1. Waist Not, Want Not
Excess weight increases the risk for high blood pressure, diabetes and high cholesterol, factors that escalate the chances of developing heart disease. One way to control calories, which will help manage weight, is to choose "low energy-dense" foods. Such foods supply few calories but are still filling and leave you feeling satisfied. Foods such as fruits, vegetables, cooked whole grains and broth-based soups are typically high in water, fiber and nutrients, but moderate in calories, so you feel fuller after eating them and are likely to consume fewer calories. So, snack on watermelon, have a fiber-rich bowl of oatmeal for breakfast, a bowl of vegetable soup for lunch, and add an extra serving of steamed vegetables to dinner.

2. Don't be a Salty Dog
High-sodium diets are linked to an increased risk for high blood pressure, a major risk factor in heart disease. Limit daily sodium intake to no more than 2,300 milligrams, or about one teaspoon of salt. Use salt substitutes when cooking. Look for lower-sodium varieties of your favorite foods, including foods with the American Heart Association's heart check mark on the label.

3. Boost Nutrients
A varied diet filled with minimally processed foods, such as fruits, vegetables, legumes and fish, is rich in vitamins, minerals, fiber and omega-3s, which help keep the heart in top shape. Salmon with a side spinach salad is a delicious example of a heart-healthy meal loaded with antioxidants, vitamins and omega-3 fatty acids. Add some sliced watermelon, which contains citrulline, an amino acid that helps maintain the arteries, blood flow and heart health.

4. Think Produce
A diet rich in vegetables and fruits is key for a healthy heart. Find simple and tasty ways to include at least two servings in each meal and at least one serving at snack time. Aim for at least the MyPyramid daily recommendations of 2 1/2 cups of vegetables and two cups of fruit. For example, toss dried fruit onto a tossed salad or add grated carrots and broccoli to pasta sauce.
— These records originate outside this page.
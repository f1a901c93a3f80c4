//! Ad samples section
//!
//! Two tabs of example ads. The Google tab is static copy; opening the Meta
//! tab asks the image store for a generated preview of every Meta sample.

use leptos::prelude::*;

use crate::core::contact::CUSTOM_CREATIVE_ENQUIRY;
use crate::core::content::{
    AD_DISPLAY_URL, AGENCY_NAME, GOOGLE_SAMPLES, GoogleAdSample, META_SAMPLES, MetaAdSample,
};
use crate::core::{GenerationRequest, ImageServiceStatus, ImageStatus, WhatsAppLink};
use crate::ui::common::{Spinner, SpinnerSize};
use crate::ui::icon::{Icon, icons};
use crate::ui::image_store::{use_image_store, use_view_lifetime};
use crate::ui::reveal::Reveal;

#[derive(Clone, Copy, Debug, Default, PartialEq, Eq)]
pub enum AdTab {
    #[default]
    Google,
    Meta,
}

impl AdTab {
    pub const ALL: [AdTab; 2] = [AdTab::Google, AdTab::Meta];

    pub fn label(&self) -> &'static str {
        match self {
            AdTab::Google => "Google Search",
            AdTab::Meta => "Meta (FB/IG)",
        }
    }
}

/// Text shown in an empty preview slot
pub fn placeholder_text(service: ImageServiceStatus) -> &'static str {
    if service.is_enabled() {
        "Click tab to load visuals"
    } else {
        "Configuration Required"
    }
}

/// Ad samples section with Google / Meta tabs
#[component]
pub fn AdSamples() -> impl IntoView {
    let store = use_image_store();
    let lifetime = use_view_lifetime();
    let active_tab = RwSignal::new(AdTab::default());

    Effect::new(move |_| {
        if active_tab.get() == AdTab::Meta {
            for sample in META_SAMPLES {
                store.ensure(
                    GenerationRequest::new(sample.id, sample.prompt),
                    lifetime.clone(),
                );
            }
        }
    });

    let creative_link = WhatsAppLink::agency(CUSTOM_CREATIVE_ENQUIRY).url();

    view! {
        <section id="samples" class="py-24 px-4 md:px-8 bg-slate-900/40">
            <div class="max-w-7xl mx-auto">
                <Reveal class="text-center mb-16">
                    <h2 class="text-3xl md:text-5xl font-bold mb-4">
                        "High-Converting "<span class="text-emerald-500">"Ad Samples"</span>
                    </h2>
                    <p class="text-slate-400 max-w-2xl mx-auto">
                        "We don't just run ads; we write copy that sells. Below are real-world samples featuring AI-generated hyper-realistic visuals for maximum CTR."
                    </p>
                    {move || store.notice().map(|notice| view! {
                        <p class="mt-4 text-red-400 text-xs font-bold uppercase tracking-widest" role="alert">
                            {notice}
                        </p>
                    })}
                </Reveal>

                <div class="flex justify-center mb-12">
                    <div class="inline-flex p-1 bg-white/5 rounded-2xl border border-white/10" role="tablist">
                        {AdTab::ALL.into_iter().map(|tab| view! {
                            <button
                                class="px-8 py-3 rounded-xl font-bold transition-all"
                                class=("bg-emerald-600", move || active_tab.get() == tab)
                                class=("text-white", move || active_tab.get() == tab)
                                class=("emerald-glow", move || active_tab.get() == tab)
                                class=("text-slate-400", move || active_tab.get() != tab)
                                role="tab"
                                aria-selected=move || (active_tab.get() == tab).to_string()
                                on:click=move |_| active_tab.set(tab)
                            >
                                {tab.label()}
                            </button>
                        }).collect_view()}
                    </div>
                </div>

                <Reveal class="grid lg:grid-cols-2 gap-8">
                    {move || match active_tab.get() {
                        AdTab::Google => GOOGLE_SAMPLES
                            .into_iter()
                            .map(|sample| view! { <GoogleAdCard sample=sample /> })
                            .collect_view()
                            .into_any(),
                        AdTab::Meta => META_SAMPLES
                            .into_iter()
                            .map(|sample| view! { <MetaAdCard sample=sample /> })
                            .collect_view()
                            .into_any(),
                    }}
                </Reveal>

                <Reveal class="mt-12 text-center">
                    <p class="text-slate-500 text-sm mb-6 italic">
                        "Above visuals are generated by our proprietary Real Estate Creative Engine."
                    </p>
                    <a
                        href=creative_link
                        target="_blank"
                        rel="noopener noreferrer"
                        class="inline-flex items-center gap-2 text-emerald-400 font-bold hover:text-emerald-300 transition-all border-b border-emerald-500/30 pb-1"
                    >
                        "Get Custom AI Creative for Your Project"
                        <Icon name=icons::ARROW_RIGHT class="w-4 h-4" />
                    </a>
                </Reveal>
            </div>
        </section>
    }
}

#[component]
fn GoogleAdCard(sample: GoogleAdSample) -> impl IntoView {
    view! {
        <article class="glass p-8 rounded-3xl border border-white/5 hover:border-emerald-500/30 transition-all group" aria-label=sample.title>
            <div class="flex items-center gap-2 mb-4">
                <span class="text-[10px] font-black bg-slate-700 px-1.5 py-0.5 rounded text-white">"Ad"</span>
                <span class="text-xs text-slate-500">{AD_DISPLAY_URL}</span>
            </div>
            <h4 class="text-xl font-bold text-blue-400 mb-2 group-hover:underline cursor-pointer">{sample.headline}</h4>
            <p class="text-slate-400 text-sm mb-4 leading-relaxed">{sample.description}</p>
            <div class="flex flex-wrap gap-4 pt-4 border-t border-white/5">
                {sample.extensions.iter().map(|ext| view! {
                    <span class="text-xs font-semibold text-emerald-500 flex items-center gap-1">
                        <span class="w-1 h-1 bg-emerald-500 rounded-full"></span>
                        {*ext}
                    </span>
                }).collect_view()}
            </div>
        </article>
    }
}

#[component]
fn MetaAdCard(sample: MetaAdSample) -> impl IntoView {
    view! {
        <article class="glass rounded-3xl border border-white/5 overflow-hidden transition-all hover:border-emerald-500/30" aria-label=sample.title>
            <div class="bg-slate-800/50 p-4 border-b border-white/5 flex items-center gap-3">
                <div class="w-8 h-8 rounded-full bg-emerald-600 flex items-center justify-center font-bold text-xs">"SR"</div>
                <div class="flex flex-col">
                    <span class="font-bold text-xs leading-none mb-0.5">{format!("{} - Real Estate", AGENCY_NAME)}</span>
                    <span class="text-[9px] text-slate-500 font-bold uppercase tracking-tighter">"Sponsored"</span>
                </div>
            </div>
            <div class="p-6">
                <p class="text-slate-300 text-sm font-medium mb-3 whitespace-pre-line leading-relaxed">{sample.hook}</p>

                <MetaVisual sample=sample />

                <p class="text-slate-400 text-xs mb-6 leading-relaxed whitespace-pre-line italic opacity-80">{sample.body}</p>

                <div class="flex items-center justify-between bg-white/5 p-4 rounded-xl border border-white/5">
                    <div class="flex flex-col">
                        <span class="text-[10px] text-slate-500 uppercase font-bold tracking-widest leading-none mb-1">
                            {format!("{} Premium", AGENCY_NAME)}
                        </span>
                        <span class="font-bold text-white text-sm">"Download Project Plan"</span>
                    </div>
                    <button class="px-5 py-2.5 bg-slate-700 hover:bg-emerald-600 text-white text-xs font-black rounded-lg transition-all active:scale-95">
                        {sample.cta}
                    </button>
                </div>
            </div>
        </article>
    }
}

/// Generated preview of one Meta sample: loading shimmer, the image with its
/// badges, or a placeholder
#[component]
fn MetaVisual(sample: MetaAdSample) -> impl IntoView {
    let store = use_image_store();
    let placeholder = placeholder_text(store.service());

    view! {
        <div class="relative aspect-video bg-slate-800 rounded-xl mb-4 flex items-center justify-center overflow-hidden border border-white/5 shadow-inner">
            {move || match store.status(sample.id) {
                ImageStatus::Loading => view! {
                    <div class="absolute inset-0 flex flex-col p-6" aria-busy="true">
                        <div class="w-full h-full rounded-lg bg-white/5 shimmer-effect relative overflow-hidden flex flex-col items-center justify-center gap-4">
                            <Spinner size=SpinnerSize::Large />
                            <span class="text-[10px] text-emerald-500 font-black uppercase tracking-[0.2em] animate-pulse">
                                "SR Creative Engine"
                            </span>
                        </div>
                    </div>
                }.into_any(),
                ImageStatus::Ready(data_url) => view! {
                    <img
                        src=data_url
                        alt="Property Visual"
                        class="w-full h-full object-cover transition-transform duration-700 hover:scale-110"
                    />
                    <div class="absolute inset-0 bg-gradient-to-t from-slate-900/60 via-transparent to-transparent"></div>
                    {sample.kind.is_video().then(|| view! {
                        <div class="absolute inset-0 flex items-center justify-center">
                            <div class="w-16 h-16 bg-white/10 backdrop-blur-md rounded-full flex items-center justify-center border border-white/20 pulse-whatsapp cursor-pointer hover:bg-white/20 transition-all z-20">
                                <Icon name=icons::PLAY class="w-8 h-8 text-white ml-1" />
                            </div>
                        </div>
                    })}
                    <span
                        class="absolute top-4 text-[8px] font-bold text-white px-2 py-0.5 rounded uppercase z-10"
                        class=("right-4", sample.kind.is_video())
                        class=("bg-red-600", sample.kind.is_video())
                        class=("left-4", !sample.kind.is_video())
                        class=("bg-emerald-600", !sample.kind.is_video())
                    >
                        {sample.kind.badge()}
                    </span>
                    <div class="absolute bottom-4 left-4 z-10">
                        <div class="glass px-3 py-1.5 rounded-lg border border-white/10">
                            <p class="text-[8px] font-bold uppercase tracking-widest text-emerald-400 leading-none mb-0.5">"Verified Asset"</p>
                            <p class="text-sm font-black text-white leading-none">"Gurgaon Portfolio"</p>
                        </div>
                    </div>
                }.into_any(),
                ImageStatus::Empty => view! {
                    <div class="absolute inset-0 bg-gradient-to-br from-emerald-500/10 to-transparent flex flex-col items-center justify-center p-6 text-center">
                        <Icon name=icons::CREATIVE class="w-12 h-12 text-white/5 mb-2" />
                        <p class="text-[10px] text-slate-600 font-bold uppercase tracking-widest">{placeholder}</p>
                    </div>
                }.into_any(),
            }}
        </div>
    }
}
You even can drink your produce. Blend watermelon with lemon yogurt and a touch of ginger for a refreshing midmorning snack. Besides, produce such as watermelon is cholesterol-free, fat-free and very low in sodium.

5. Cut Back on Saturated and Trans Fats
Choose extra-lean meats and poultry without skin, preferably breast meat. Then prepare those meats with little or no saturated or trans fats. Choose nonfat or 1% low-fat milk products. When choosing processed foods, make sure they are trans-fat free. Also watch portions; a serving of meat should be three to four ounces, about the size of a deck of cards.

6. Move More
Balance a healthy diet with daily physical activity. Take the stairs instead of the elevator; wear a pedometer and aim for 10,000 steps a day; opt for a bike ride instead of an afternoon on the couch. Regular physical activity can help reduce blood pressure, improve cholesterol levels and drop pounds and is a great stress reliever. Aim for at least 30 minutes of physical activity most days of the week.